Kelsea Stahler of Bustle felt that killing Dawn in the episode "Coda" wasted "a perfectly good season 5 villain", which represented a "missed opportunity" to have a female character be the "big bad" and to have the narrative for the rest of the season be based on a conflict between two women (Dawn and Beth). Rob Bricken of io9, in addition to calling the plot one of the "worst of season 5" and the story "more laughable than moving", also criticized the deaths of Dawn and Beth as a "wasted opportunity". He cited the "childish, ridiculous logic" Dawn had for demanding Noah back even though she had "zero leverage" and Beth's "inexplicable, dumb decision" to stab Dawn in the shoulder.
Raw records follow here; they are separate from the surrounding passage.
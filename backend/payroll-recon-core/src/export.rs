// src/export.rs

use std::fs::File;
use std::io::Write;
use std::path::Path;

use rust_decimal::Decimal;
use tracing::info;

use crate::error::{io_context, ReconError};
use crate::model::PayrollMonth;

const HEADER: [&str; 7] = [
    "day",
    "hours",
    "food_allowance",
    "other_allowance",
    "deductions",
    "late_penalty",
    "advance",
];

fn amount(value: Decimal) -> String {
    value.normalize().to_string()
}

/// Writes one line per day row followed by a `TOTAL` line built from the
/// month's totals (not re-summed from the rows).
pub fn write_payroll_csv<W: Write>(writer: W, payroll: &PayrollMonth) -> Result<(), ReconError> {
    let mut wtr = csv::Writer::from_writer(writer);
    wtr.write_record(HEADER)?;

    for row in &payroll.rows {
        wtr.write_record([
            row.day.clone(),
            amount(row.hours),
            amount(row.food_allowance),
            amount(row.other_allowance),
            amount(row.deductions),
            amount(row.late_penalty),
            row.advance.map(amount).unwrap_or_default(),
        ])?;
    }

    wtr.write_record([
        "TOTAL".to_string(),
        amount(payroll.hours_total),
        amount(payroll.food_allowance),
        amount(payroll.other_allowance),
        amount(payroll.deductions),
        amount(payroll.late_penalty),
        amount(payroll.advances),
    ])?;

    wtr.flush()
        .map_err(|e| io_context(e, "Failed to flush payroll CSV"))?;
    Ok(())
}

pub fn export_payroll_csv(path: &Path, payroll: &PayrollMonth) -> Result<(), ReconError> {
    let file = File::create(path)
        .map_err(|e| io_context(e, format!("Failed to create CSV file: {:?}", path)))?;
    write_payroll_csv(file, payroll)?;
    info!("Wrote payroll for {} to {:?}", payroll.month, path);
    Ok(())
}
// src/main.rs

use std::path::PathBuf;

use anyhow::{Context, Result};
use clap::{Args, Parser, Subcommand};
use payroll_recon_core::endpoints::LogQuery;
use payroll_recon_core::export::export_payroll_csv;
use payroll_recon_core::{
    AdjustmentInput, AdjustmentKind, ApiClient, CancelToken, ClientConfig, LateEntry,
    LateOverride, OverrideMode, PayrollDataService,
};
use rust_decimal::Decimal;
use serde::Serialize;
use tracing::{info, warn};
use tracing_subscriber::{EnvFilter, FmtSubscriber};

#[derive(Parser)]
#[command(name = "payroll-recon")]
#[command(about = "Fetch, reconcile and amend payroll data from the HR backend")]
#[command(version)]
struct Cli {
    #[command(subcommand)]
    command: Commands,
}

#[derive(Subcommand)]
enum Commands {
    /// Reconciled payroll month for one employee
    Payroll {
        #[arg(long, short = 'e')]
        employee: i64,

        /// Month as YYYY-MM (defaults to the current month)
        #[arg(long, short = 'm')]
        month: Option<String>,

        /// Also write the day rows and totals to this CSV file
        #[arg(long)]
        csv: Option<PathBuf>,
    },

    /// Raw attendance logs, normalized
    Logs {
        #[arg(long, short = 'e')]
        employee: i64,

        #[arg(long)]
        from: Option<String>,

        #[arg(long)]
        to: Option<String>,

        /// Fetch a single page of the `--from`/`--to` window
        #[arg(long)]
        page: Option<u32>,

        /// Walk every page of this month (YYYY-MM)
        #[arg(long, short = 'm', conflicts_with_all = ["from", "to", "page"])]
        month: Option<String>,
    },

    /// List or change deductions
    Deductions(AdjustmentArgs),

    /// List or change salary advances
    Advances(AdjustmentArgs),

    /// Set the final late penalty for one day (removes the override if equal to auto)
    LateSet {
        #[command(flatten)]
        day: LateDayArgs,

        /// Desired final penalty in IQD
        #[arg(long)]
        amount: Decimal,

        #[arg(long)]
        reason: String,
    },

    /// Remove a late penalty override, returning to the automatic value
    LateDelete {
        #[command(flatten)]
        day: LateDayArgs,

        #[arg(long)]
        reason: String,
    },
}

#[derive(Args)]
struct AdjustmentArgs {
    #[command(subcommand)]
    action: AdjustmentAction,
}

#[derive(Subcommand)]
enum AdjustmentAction {
    List {
        #[arg(long, short = 'e')]
        employee: i64,

        #[arg(long, short = 'm')]
        month: Option<String>,
    },
    Add {
        #[arg(long, short = 'e')]
        employee: i64,

        #[command(flatten)]
        fields: AdjustmentFields,
    },
    Update {
        #[arg(long, short = 'e')]
        employee: i64,

        id: String,

        #[command(flatten)]
        fields: AdjustmentFields,
    },
    Delete {
        #[arg(long, short = 'e')]
        employee: i64,

        id: String,
    },
}

#[derive(Args)]
struct AdjustmentFields {
    /// Signed amount in IQD
    #[arg(long, allow_hyphen_values = true)]
    amount: Decimal,

    #[arg(long)]
    date: Option<String>,

    #[arg(long, short = 'm')]
    month: Option<String>,

    #[arg(long)]
    note: Option<String>,

    /// Synonym for --note
    #[arg(long)]
    reason: Option<String>,
}

impl From<AdjustmentFields> for AdjustmentInput {
    fn from(fields: AdjustmentFields) -> Self {
        AdjustmentInput {
            date: fields.date,
            month: fields.month,
            amount: fields.amount,
            note: fields.note,
            reason: fields.reason,
        }
    }
}

#[derive(Args)]
struct LateDayArgs {
    #[arg(long, short = 'e')]
    employee: i64,

    /// Day as YYYY-MM-DD
    #[arg(long)]
    date: String,

    /// Automatic penalty computed by the backend for that day
    #[arg(long)]
    auto: Decimal,

    /// Id of the override currently stored for that day, if any
    #[arg(long)]
    override_id: Option<String>,

    /// Amount of the current override (set mode)
    #[arg(long, requires = "override_id")]
    override_amount: Option<Decimal>,
}

impl LateDayArgs {
    fn entry(&self) -> LateEntry {
        let entry = LateEntry::automatic(self.employee, self.date.clone(), self.auto);
        match &self.override_id {
            Some(id) => entry.with_override(LateOverride {
                id: Some(id.clone()),
                employee_id: self.employee,
                date: self.date.clone(),
                mode: OverrideMode::Set,
                amount_iqd: self.override_amount.unwrap_or(self.auto),
                note: String::new(),
            }),
            None => entry,
        }
    }
}

#[derive(Serialize)]
struct LateOutcome<'a> {
    employee_id: i64,
    date: &'a str,
    auto_penalty: Decimal,
    final_penalty: Decimal,
    override_id: Option<&'a str>,
}

impl<'a> From<&'a LateEntry> for LateOutcome<'a> {
    fn from(entry: &'a LateEntry) -> Self {
        LateOutcome {
            employee_id: entry.employee_id,
            date: &entry.date,
            auto_penalty: entry.auto_penalty,
            final_penalty: entry.final_penalty(),
            override_id: entry.current_override().and_then(|o| o.id.as_deref()),
        }
    }
}

fn print_json<T: Serialize>(value: &T) -> Result<()> {
    println!(
        "{}",
        serde_json::to_string_pretty(value).context("Failed to serialize output")?
    );
    Ok(())
}

fn current_month() -> String {
    chrono::Local::now().format("%Y-%m").to_string()
}

async fn run_adjustments(
    service: &PayrollDataService,
    kind: AdjustmentKind,
    action: AdjustmentAction,
    cancel: &CancelToken,
) -> Result<()> {
    match action {
        AdjustmentAction::List { employee, month } => {
            let list = service
                .fetch_adjustments(kind, employee, month.as_deref(), cancel)
                .await
                .with_context(|| format!("Failed to fetch {}", kind.collection()))?;
            print_json(&list)
        }
        AdjustmentAction::Add { employee, fields } => {
            let created = service
                .create_adjustment(kind, employee, &fields.into(), cancel)
                .await
                .with_context(|| format!("Failed to create {}", kind.collection()))?;
            print_json(&created)
        }
        AdjustmentAction::Update {
            employee,
            id,
            fields,
        } => {
            let updated = service
                .update_adjustment(kind, employee, &id, &fields.into(), cancel)
                .await
                .with_context(|| format!("Failed to update {} {}", kind.collection(), id))?;
            print_json(&updated)
        }
        AdjustmentAction::Delete { employee, id } => {
            service
                .delete_adjustment(kind, employee, &id, cancel)
                .await
                .with_context(|| format!("Failed to delete {} {}", kind.collection(), id))?;
            info!("Deleted {} {}", kind.collection(), id);
            Ok(())
        }
    }
}

async fn run(command: Commands, service: PayrollDataService, cancel: CancelToken) -> Result<()> {
    match command {
        Commands::Payroll {
            employee,
            month,
            csv,
        } => {
            let month = month.unwrap_or_else(current_month);
            let fetch = service
                .fetch_payroll_by_id(employee, &month, &cancel)
                .await
                .with_context(|| format!("Failed to fetch payroll for employee {}", employee))?;
            if let Some(path) = csv {
                export_payroll_csv(&path, &fetch.payroll)
                    .with_context(|| format!("Failed to export CSV to {:?}", path))?;
            }
            print_json(&fetch)
        }
        Commands::Logs {
            employee,
            from,
            to,
            page,
            month,
        } => {
            let logs = match month {
                Some(month) => {
                    let range = payroll_recon_core::MonthRange::parse(&month)?;
                    service.fetch_all_logs(employee, &range, &cancel).await
                }
                None => {
                    let query = LogQuery {
                        employee_id: Some(employee),
                        date_from: from,
                        date_to: to,
                        page,
                        sort: Some("timestamp".to_string()),
                        ..LogQuery::default()
                    };
                    service.fetch_logs(&query, &cancel).await
                }
            }
            .with_context(|| format!("Failed to fetch logs for employee {}", employee))?;
            print_json(&logs)
        }
        Commands::Deductions(args) => {
            run_adjustments(&service, AdjustmentKind::Deduction, args.action, &cancel).await
        }
        Commands::Advances(args) => {
            run_adjustments(&service, AdjustmentKind::Advance, args.action, &cancel).await
        }
        Commands::LateSet {
            day,
            amount,
            reason,
        } => {
            let entry = service
                .save_late_override(&day.entry(), amount, &reason, &cancel)
                .await
                .context("Failed to save late penalty")?;
            print_json(&LateOutcome::from(&entry))
        }
        Commands::LateDelete { day, reason } => {
            let entry = service
                .delete_late_override(&day.entry(), &reason, &cancel)
                .await
                .context("Failed to delete late penalty override")?;
            print_json(&LateOutcome::from(&entry))
        }
    }
}

#[tokio::main]
async fn main() -> Result<()> {
    dotenv::dotenv().ok();
    let subscriber = FmtSubscriber::builder()
        .with_env_filter(
            EnvFilter::try_from_default_env().unwrap_or_else(|_| EnvFilter::new("info")),
        )
        .with_writer(std::io::stderr)
        .finish();
    tracing::subscriber::set_global_default(subscriber)
        .context("Setting tracing subscriber failed")?;

    let cli = Cli::parse();

    let config = ClientConfig::from_env().context("Failed to load PAYROLL_* configuration")?;
    info!("Using backend at {}", config.base());
    let client = ApiClient::new(config).context("Failed to build API client")?;
    let service = PayrollDataService::from_client(client);

    let cancel = CancelToken::new();
    let on_interrupt = cancel.clone();
    tokio::spawn(async move {
        if tokio::signal::ctrl_c().await.is_ok() {
            warn!("Interrupted, cancelling in-flight request");
            on_interrupt.cancel();
        }
    });

    run(cli.command, service, cancel).await
}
He wondered: So what the hell was [Beth] trying to do? Get Dawn killed indirectly? Free the hospital from her idiotic non-control? Commit suicide by idiot? Whatever she was trying to accomplish — presumably getting rid of Dawn in some manner — weren't there many, many other ways to do it that didn't involve her almost certainly getting shot or potentially turning the hostage trade into a bloodbath? We'll never know, because Beth is dead.

Noel Murray of Rolling Stone ranked Dawn Lerner 30th in a list of 30 best Walking Dead characters, saying, "As played by Christine Woods, Officer Dawn was not outright evil – she was just ice-cold by necessity. If she hadn't reflexively shot poor Beth in the head, she might still be the Queen of Atlanta today."